* PROBLEM *
When a line of the listing below has the string "once" in it, copy that line.
▼▼▼
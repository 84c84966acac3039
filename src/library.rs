use crate::binding::{resolve_chip, ResolvedChip};
use crate::definition::ChipDefinition;
use crate::error::{ErrorKind, SimError};
use crate::gates::Primitive;
use crate::resolver::Plan;
use rust_embed::RustEmbed;
use std::cell::RefCell;
use std::collections::HashMap;
use std::fs;
use std::path::{Path, PathBuf};
use std::rc::Rc;

#[derive(RustEmbed)]
#[folder = "resources/chips"]
struct ChipAsset;

/// Source of chip definitions in JSON form, looked up by chip name.
pub trait ChipProvider {
    fn get_definition(&self, name: &str) -> Result<String, std::io::Error>;
    fn get_path(&self, name: &str) -> PathBuf;
}

/// The standard chips compiled into the crate.
pub struct EmbedReader;

impl ChipProvider for EmbedReader {
    fn get_definition(&self, name: &str) -> Result<String, std::io::Error> {
        let path = self.get_path(name);
        let file_name = path.to_str().unwrap_or_default();
        match ChipAsset::get(file_name) {
            None => Err(std::io::Error::new(
                std::io::ErrorKind::NotFound,
                format!("Unable to get definition for {}", name),
            )),
            Some(asset) => String::from_utf8(asset.data.into_owned())
                .map_err(|e| std::io::Error::new(std::io::ErrorKind::InvalidData, e)),
        }
    }

    fn get_path(&self, name: &str) -> PathBuf {
        PathBuf::from(format!("{}.json", name))
    }
}

/// Reads `<name>.json` from a directory.
#[derive(Clone)]
pub struct FileReader {
    base_path: PathBuf,
}

impl FileReader {
    pub fn new(base_path: &Path) -> FileReader {
        FileReader {
            base_path: base_path.to_path_buf(),
        }
    }
}

impl ChipProvider for FileReader {
    fn get_definition(&self, name: &str) -> Result<String, std::io::Error> {
        fs::read_to_string(self.get_path(name))
    }

    fn get_path(&self, name: &str) -> PathBuf {
        self.base_path.join(format!("{}.json", name))
    }
}

/// What a part's chip name refers to.
#[derive(Clone, Debug)]
pub enum ChipType {
    Primitive(Primitive),
    Composite(Rc<ChipDefinition>),
}

/// Registry of chip definitions.
///
/// Definitions are immutable once added and shared between every chip that
/// uses them. Names missing from the registry are loaded lazily from the
/// providers, newest provider first. Resolved bindings and evaluation plans
/// are computed once per chip and cached.
pub struct ChipLibrary {
    definitions: RefCell<HashMap<String, Rc<ChipDefinition>>>,
    providers: Vec<Rc<dyn ChipProvider>>,
    resolved: RefCell<HashMap<String, Rc<ResolvedChip>>>,
    plans: RefCell<HashMap<String, Rc<Plan>>>,
    // Chips whose bindings are being resolved, outermost first.
    resolving: RefCell<Vec<String>>,
}

impl Default for ChipLibrary {
    fn default() -> Self {
        ChipLibrary::new()
    }
}

impl ChipLibrary {
    /// A library holding only the primitive gates.
    pub fn new() -> ChipLibrary {
        ChipLibrary {
            definitions: RefCell::new(HashMap::new()),
            providers: Vec::new(),
            resolved: RefCell::new(HashMap::new()),
            plans: RefCell::new(HashMap::new()),
            resolving: RefCell::new(Vec::new()),
        }
    }

    /// Primitives plus the compiled-in chips (RAM8, RAM64, RAM512, PC).
    pub fn standard() -> ChipLibrary {
        ChipLibrary::new().with_provider(Rc::new(EmbedReader))
    }

    pub fn with_provider(mut self, provider: Rc<dyn ChipProvider>) -> ChipLibrary {
        self.providers.insert(0, provider);
        self
    }

    pub fn add(&self, definition: ChipDefinition) -> Result<Rc<ChipDefinition>, SimError> {
        if Primitive::from_name(&definition.name).is_some() {
            return Err(SimError::configuration(format!(
                "Chip {} would shadow the primitive of the same name.",
                definition.name
            )));
        }
        let mut definitions = self.definitions.borrow_mut();
        if definitions.contains_key(&definition.name) {
            return Err(SimError::configuration(format!(
                "Chip {} is already defined.",
                definition.name
            )));
        }
        let definition = Rc::new(definition);
        definitions.insert(definition.name.clone(), Rc::clone(&definition));
        Ok(definition)
    }

    /// Looks up what a part's chip name refers to.
    pub fn lookup(&self, name: &str) -> Result<ChipType, SimError> {
        if let Some(p) = Primitive::from_name(name) {
            return Ok(ChipType::Primitive(p));
        }
        Ok(ChipType::Composite(self.definition(name)?))
    }

    pub fn definition(&self, name: &str) -> Result<Rc<ChipDefinition>, SimError> {
        if let Some(d) = self.definitions.borrow().get(name) {
            return Ok(Rc::clone(d));
        }

        for provider in &self.providers {
            let text = match provider.get_definition(name) {
                Ok(text) => text,
                Err(e) if e.kind() == std::io::ErrorKind::NotFound => continue,
                Err(e) => {
                    return Err(SimError {
                        msg: format!(
                            "Unable to read {}: {}",
                            provider.get_path(name).display(),
                            e
                        ),
                        kind: ErrorKind::IOError,
                    })
                }
            };
            let definition = ChipDefinition::from_json(&text).map_err(|e| {
                SimError::configuration(format!(
                    "{}: {}",
                    provider.get_path(name).display(),
                    e.msg
                ))
            })?;
            if definition.name != name {
                return Err(SimError::configuration(format!(
                    "{} defines chip {} instead of {}.",
                    provider.get_path(name).display(),
                    definition.name,
                    name
                )));
            }
            tracing::debug!(chip = name, path = %provider.get_path(name).display(), "loaded chip definition");
            return self.add(definition);
        }

        Err(SimError::unresolved(format!("Unknown chip type {}.", name)))
    }

    /// Resolves the bindings of a composite chip, once.
    pub fn resolve(&self, name: &str) -> Result<Rc<ResolvedChip>, SimError> {
        if let Some(r) = self.resolved.borrow().get(name) {
            return Ok(Rc::clone(r));
        }

        if self.resolving.borrow().iter().any(|n| n == name) {
            let mut chain = self.resolving.borrow().clone();
            chain.push(String::from(name));
            return Err(SimError::configuration(format!(
                "Chip {} includes itself: {}.",
                name,
                chain.join(" -> ")
            )));
        }

        let definition = match self.lookup(name)? {
            ChipType::Composite(d) => d,
            ChipType::Primitive(p) => {
                return Err(SimError::configuration(format!(
                    "{} is a primitive and has no bindings to resolve.",
                    p
                )))
            }
        };

        self.resolving.borrow_mut().push(String::from(name));
        let resolved = resolve_chip(&definition, self);
        self.resolving.borrow_mut().pop();

        let resolved = Rc::new(resolved?);
        self.resolved
            .borrow_mut()
            .insert(String::from(name), Rc::clone(&resolved));
        Ok(resolved)
    }

    /// The flattened evaluation plan of a chip, shared by all its instances.
    pub fn plan(&self, name: &str) -> Result<Rc<Plan>, SimError> {
        if let Some(p) = self.plans.borrow().get(name) {
            return Ok(Rc::clone(p));
        }

        let plan = match self.lookup(name)? {
            ChipType::Primitive(p) => Plan::for_primitive(p)?,
            ChipType::Composite(_) => {
                let resolved = self.resolve(name)?;
                Plan::build(&resolved)?
            }
        };
        tracing::debug!(chip = name, "{}", plan);

        let plan = Rc::new(plan);
        self.plans
            .borrow_mut()
            .insert(String::from(name), Rc::clone(&plan));
        Ok(plan)
    }
}

#[cfg(test)]
mod test {
    use super::*;
    use std::io::Write;

    #[test]
    fn test_lookup_primitive_and_standard() {
        let library = ChipLibrary::standard();
        assert!(matches!(
            library.lookup("Register"),
            Ok(ChipType::Primitive(Primitive::Register))
        ));
        for name in ["RAM8", "RAM64", "RAM512", "PC"] {
            match library.lookup(name) {
                Ok(ChipType::Composite(d)) => assert_eq!(d.name, name),
                other => panic!("{} did not load: {:?}", name, other),
            }
        }
    }

    #[test]
    fn test_unknown_chip() {
        let library = ChipLibrary::standard();
        let e = library.lookup("Frobnicator").unwrap_err();
        assert_eq!(e.kind, ErrorKind::UnresolvedReference);
        assert_eq!(
            ChipLibrary::new().lookup("PC").unwrap_err().kind,
            ErrorKind::UnresolvedReference
        );
    }

    #[test]
    fn test_add_rejects_shadowing_and_duplicates() {
        let library = ChipLibrary::new();
        let e = library.add(ChipDefinition::new("Mux16")).unwrap_err();
        assert_eq!(e.kind, ErrorKind::Configuration);

        library.add(ChipDefinition::new("Thing")).unwrap();
        let e = library.add(ChipDefinition::new("Thing")).unwrap_err();
        assert_eq!(e.kind, ErrorKind::Configuration);
    }

    #[test]
    fn test_file_reader() {
        let dir = tempfile::tempdir().unwrap();
        let mut file = fs::File::create(dir.path().join("Buffer.json")).unwrap();
        write!(
            file,
            r#"{{"name": "Buffer", "inputs": [{{"name": "in"}}], "outputs": [{{"name": "out"}}], "assignments": ["out=in"]}}"#
        )
        .unwrap();
        fs::write(dir.path().join("Wrong.json"), r#"{"name": "Other"}"#).unwrap();

        let library = ChipLibrary::standard().with_provider(Rc::new(FileReader::new(dir.path())));
        assert!(matches!(library.lookup("Buffer"), Ok(ChipType::Composite(_))));
        // The embedded chips are still reachable behind the directory.
        assert!(matches!(library.lookup("PC"), Ok(ChipType::Composite(_))));
        assert_eq!(
            library.lookup("Wrong").unwrap_err().kind,
            ErrorKind::Configuration
        );
    }

    #[test]
    fn test_self_inclusion() {
        let library = ChipLibrary::new();
        library
            .add(
                ChipDefinition::new("Loop")
                    .input("in", 1)
                    .output("out", 1)
                    .part("Loop", &["in=in", "out=out"])
                    .unwrap(),
            )
            .unwrap();
        let e = library.resolve("Loop").unwrap_err();
        assert_eq!(e.kind, ErrorKind::Configuration);
        assert!(e.msg.contains("includes itself"));
    }

    #[test]
    fn test_plans_are_shared() {
        let library = ChipLibrary::standard();
        let a = library.plan("PC").unwrap();
        let b = library.plan("PC").unwrap();
        assert!(Rc::ptr_eq(&a, &b));
    }
}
▲▲▲
* THE COMPLETED TASK *
/// Definitions are immutable once added and shared between every chip that
/// are computed once per chip and cached.
    /// Resolves the bindings of a composite chip, once.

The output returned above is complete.